> [INPUT MATERIAL]:
^^^^^^^^

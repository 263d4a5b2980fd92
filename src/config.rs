//! Run parameters and their defaults.

use crate::{
    error::ConfigError,
    matrix::{MAX_SQUARE_DIM, MatrixMode},
};

/// Producer/consumer pairs started by default.
pub const DEFAULT_WORKERS: usize = 1;
/// Default bounded buffer capacity.
pub const DEFAULT_BUFFER_SIZE: usize = 200;
/// Default number of matrices produced per run.
pub const DEFAULT_MATRICES: usize = 1200;

/// Run parameters, fixed before any worker starts.
#[derive(Debug, Clone, Copy, PartialEq, Eq)]
pub struct Config {
    /// Number of producers, and separately of consumers.
    pub workers: usize,
    /// Capacity of the bounded buffer.
    pub buffer_size: usize,
    /// Matrices produced in total across all producers.
    pub matrices: usize,
    /// Shape of generated matrices.
    pub mode: MatrixMode,
}

impl Default for Config {
    fn default() -> Self {
        Config {
            workers: DEFAULT_WORKERS,
            buffer_size: DEFAULT_BUFFER_SIZE,
            matrices: DEFAULT_MATRICES,
            mode: MatrixMode::Random,
        }
    }
}

impl Config {
    /// Zero workers or zero matrices are valid and make for an empty run.
    pub fn validate(&self) -> Result<(), ConfigError> {
        if self.buffer_size == 0 {
            return Err(ConfigError::ZeroBufferSize);
        }
        match self.mode {
            MatrixMode::Square(0) => return Err(ConfigError::EmptySquare),
            MatrixMode::Square(n) if n > MAX_SQUARE_DIM => {
                return Err(ConfigError::SquareTooLarge);
            }
            _ => {}
        }
        Ok(())
    }
}
//! Consumer workers: draw a base matrix, then draw candidates one at a time
//! until one can be multiplied with it.

use std::sync::MutexGuard;

use crate::{
    buffer::{BoundedBuffer, SharedBuffer},
    matrix::Matrix,
    sink::PairSink,
    stats::ProdConsStats,
};

#[cfg(feature = "profiler")]
use crate::timer::Timer;

/// One consumer thread's worth of work.
///
/// ## States
///
/// ```text
/// AWAIT_BASE -> SEARCHING -> PAIRED    -> AWAIT_BASE
///                         -> ABANDONED -> AWAIT_BASE -> TERMINATED
/// ```
///
/// The lock is held from taking the base until the search ends, except
/// while blocked waiting for a candidate. `TERMINATED` is only entered from
/// `AWAIT_BASE`, when the buffer is drained.
pub struct Consumer<'a> {
    shared: &'a SharedBuffer,
    sink: &'a dyn PairSink,

    #[cfg(feature = "profiler")]
    timer: Option<(&'a Timer, usize)>,
}

impl<'a> Consumer<'a> {
    pub fn new(shared: &'a SharedBuffer, sink: &'a dyn PairSink) -> Self {
        Consumer {
            shared,
            sink,
            #[cfg(feature = "profiler")]
            timer: None,
        }
    }

    /// Records the duration of every pairing search in `timer` at `slot`.
    #[cfg(feature = "profiler")]
    pub fn with_timer(mut self, timer: &'a Timer, slot: usize) -> Self {
        self.timer = Some((timer, slot));
        self
    }

    /// Consumes until the buffer is drained and every producer has retired.
    pub fn run(self) -> ProdConsStats {
        let mut stats = ProdConsStats::default();

        loop {
            let buffer = self.shared.lock();
            if self.shared.is_drained(&buffer) {
                // pass termination on to anyone still waiting
                self.shared.broadcast_drained();
                break;
            }

            let (buffer, base) = self.shared.take(buffer);
            let Some(base) = base else {
                continue;
            };
            stats.record(&base);

            #[cfg(feature = "profiler")]
            let _span = self.timer.map(|(timer, slot)| timer.start(slot));

            let (buffer, pair) = self.find_partner(buffer, &base, &mut stats);
            match pair {
                Some((candidate, product)) => {
                    stats.multiplied += 1;
                    self.sink.report(&base, &candidate, &product);
                }
                None => log::trace!(
                    "buffer drained, discarding unpaired {}x{} base",
                    base.rows(),
                    base.cols()
                ),
            }
            drop(buffer);
        }

        log::debug!(
            "consumer finished after {} matrices, {} multiplied (sum {})",
            stats.matrices,
            stats.multiplied,
            stats.sum
        );
        stats
    }

    /// Draws candidates until one multiplies with `base`.
    ///
    /// Incompatible candidates are released before the next draw. Returns the
    /// candidate and product, or `None` if the buffer drained first.
    fn find_partner(
        &self,
        mut buffer: MutexGuard<'a, BoundedBuffer>,
        base: &Matrix,
        stats: &mut ProdConsStats,
    ) -> (MutexGuard<'a, BoundedBuffer>, Option<(Matrix, Matrix)>) {
        loop {
            let (guard, candidate) = self.shared.take(buffer);
            buffer = guard;

            let Some(candidate) = candidate else {
                return (buffer, None);
            };
            stats.record(&candidate);

            match base.multiply(&candidate) {
                Some(product) => return (buffer, Some((candidate, product))),
                None => log::trace!(
                    "{}x{} cannot multiply {}x{}, discarding candidate",
                    base.rows(),
                    base.cols(),
                    candidate.rows(),
                    candidate.cols()
                ),
            }
        }
    }
}

/// Runs a consumer to completion and returns its statistics.
pub fn consume(shared: &SharedBuffer, sink: &dyn PairSink) -> ProdConsStats {
    Consumer::new(shared, sink).run()
}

^^^^^^^^

> [THE TASK]: Every line above holding the string "waiting" should be listed.

> [WRITTEN ANSWER]:
/// while blocked waiting for a candidate. `TERMINATED` is only entered from
                // pass termination on to anyone still waiting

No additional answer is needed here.